WHAT IS EXPECTED
Return each record shown beneath, word for word.

Dataset entries
──────

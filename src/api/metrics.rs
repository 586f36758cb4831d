//! Dashboard metric endpoints. Handlers fetch quote and visit projections and
//! delegate the reductions to `crate::metrics`.

use axum::{extract::State, Json};
use std::collections::HashMap;
use std::sync::Arc;

use crate::api::auth::{require_admin, CurrentUser};
use crate::api::error::ApiError;
use crate::db;
use crate::metrics::{self, AdminStats, DashboardMetrics, EmployeeStats, QuoteVisits};
use crate::AppState;

/// GET /api/metricas: employee sees their own figures, admin the global ones
pub async fn dashboard(
    current: CurrentUser,
    State(state): State<Arc<AppState>>,
) -> Result<Json<DashboardMetrics>, ApiError> {
    let quotes = if current.0.is_admin() {
        db::list_quote_refs(&state.db).await?
    } else {
        db::list_quote_refs_for_owner(&state.db, &current.0.id).await?
    };

    let visit_ids = db::list_visit_quote_ids(&state.db).await?;
    let freq = metrics::visit_frequency(&visit_ids);

    Ok(Json(metrics::dashboard(&quotes, &freq)))
}

/// GET /api/admin/estadisticas
pub async fn admin_overview(
    current: CurrentUser,
    State(state): State<Arc<AppState>>,
) -> Result<Json<AdminStats>, ApiError> {
    require_admin(&current.0)?;

    let quotes = db::list_quote_refs(&state.db).await?;
    let visit_ids = db::list_visit_quote_ids(&state.db).await?;
    let freq = metrics::visit_frequency(&visit_ids);

    Ok(Json(metrics::admin_stats(&quotes, &freq)))
}

/// GET /api/admin/estadisticas/empleados
pub async fn admin_per_employee(
    current: CurrentUser,
    State(state): State<Arc<AppState>>,
) -> Result<Json<Vec<EmployeeStats>>, ApiError> {
    require_admin(&current.0)?;

    let quotes = db::list_quote_refs(&state.db).await?;
    let visit_ids = db::list_visit_quote_ids(&state.db).await?;
    let freq = metrics::visit_frequency(&visit_ids);

    let names: HashMap<String, String> = db::list_users(&state.db)
        .await?
        .into_iter()
        .map(|u| (u.id, u.nombre))
        .collect();

    Ok(Json(metrics::per_employee(&quotes, &freq, &names)))
}

/// GET /api/admin/estadisticas/top-vistas
pub async fn admin_top_viewed(
    current: CurrentUser,
    State(state): State<Arc<AppState>>,
) -> Result<Json<Vec<QuoteVisits>>, ApiError> {
    require_admin(&current.0)?;

    let quotes = db::list_quote_refs(&state.db).await?;
    let visit_ids = db::list_visit_quote_ids(&state.db).await?;
    let freq = metrics::visit_frequency(&visit_ids);

    Ok(Json(metrics::top_viewed(&quotes, &freq)))
}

──────

SOLUTION TO THE PROBLEM
filename src/api/metrics.rs
repository 586f36758cb4831d
//! Dashboard metric endpoints. Handlers fetch quote and visit projections and
//! delegate the reductions to `crate::metrics`.

use axum::{extract::State, Json};
use std::collections::HashMap;
use std::sync::Arc;

use crate::api::auth::{require_admin, CurrentUser};
use crate::api::error::ApiError;
use crate::db;
use crate::metrics::{self, AdminStats, DashboardMetrics, EmployeeStats, QuoteVisits};
use crate::AppState;

/// GET /api/metricas: employee sees their own figures, admin the global ones
pub async fn dashboard(
    current: CurrentUser,
    State(state): State<Arc<AppState>>,
) -> Result<Json<DashboardMetrics>, ApiError> {
    let quotes = if current.0.is_admin() {
        db::list_quote_refs(&state.db).await?
    } else {
        db::list_quote_refs_for_owner(&state.db, &current.0.id).await?
    };

    let visit_ids = db::list_visit_quote_ids(&state.db).await?;
    let freq = metrics::visit_frequency(&visit_ids);

    Ok(Json(metrics::dashboard(&quotes, &freq)))
}

/// GET /api/admin/estadisticas
pub async fn admin_overview(
    current: CurrentUser,
    State(state): State<Arc<AppState>>,
) -> Result<Json<AdminStats>, ApiError> {
    require_admin(&current.0)?;

    let quotes = db::list_quote_refs(&state.db).await?;
    let visit_ids = db::list_visit_quote_ids(&state.db).await?;
    let freq = metrics::visit_frequency(&visit_ids);

    Ok(Json(metrics::admin_stats(&quotes, &freq)))
}

/// GET /api/admin/estadisticas/empleados
pub async fn admin_per_employee(
    current: CurrentUser,
    State(state): State<Arc<AppState>>,
) -> Result<Json<Vec<EmployeeStats>>, ApiError> {
    require_admin(&current.0)?;

    let quotes = db::list_quote_refs(&state.db).await?;
    let visit_ids = db::list_visit_quote_ids(&state.db).await?;
    let freq = metrics::visit_frequency(&visit_ids);

    let names: HashMap<String, String> = db::list_users(&state.db)
        .await?
        .into_iter()
        .map(|u| (u.id, u.nombre))
        .collect();

    Ok(Json(metrics::per_employee(&quotes, &freq, &names)))
}

/// GET /api/admin/estadisticas/top-vistas
pub async fn admin_top_viewed(
    current: CurrentUser,
    State(state): State<Arc<AppState>>,
) -> Result<Json<Vec<QuoteVisits>>, ApiError> {
    require_admin(&current.0)?;

    let quotes = db::list_quote_refs(&state.db).await?;
    let visit_ids = db::list_visit_quote_ids(&state.db).await?;
    let freq = metrics::visit_frequency(&visit_ids);

    Ok(Json(metrics::top_viewed(&quotes, &freq)))
}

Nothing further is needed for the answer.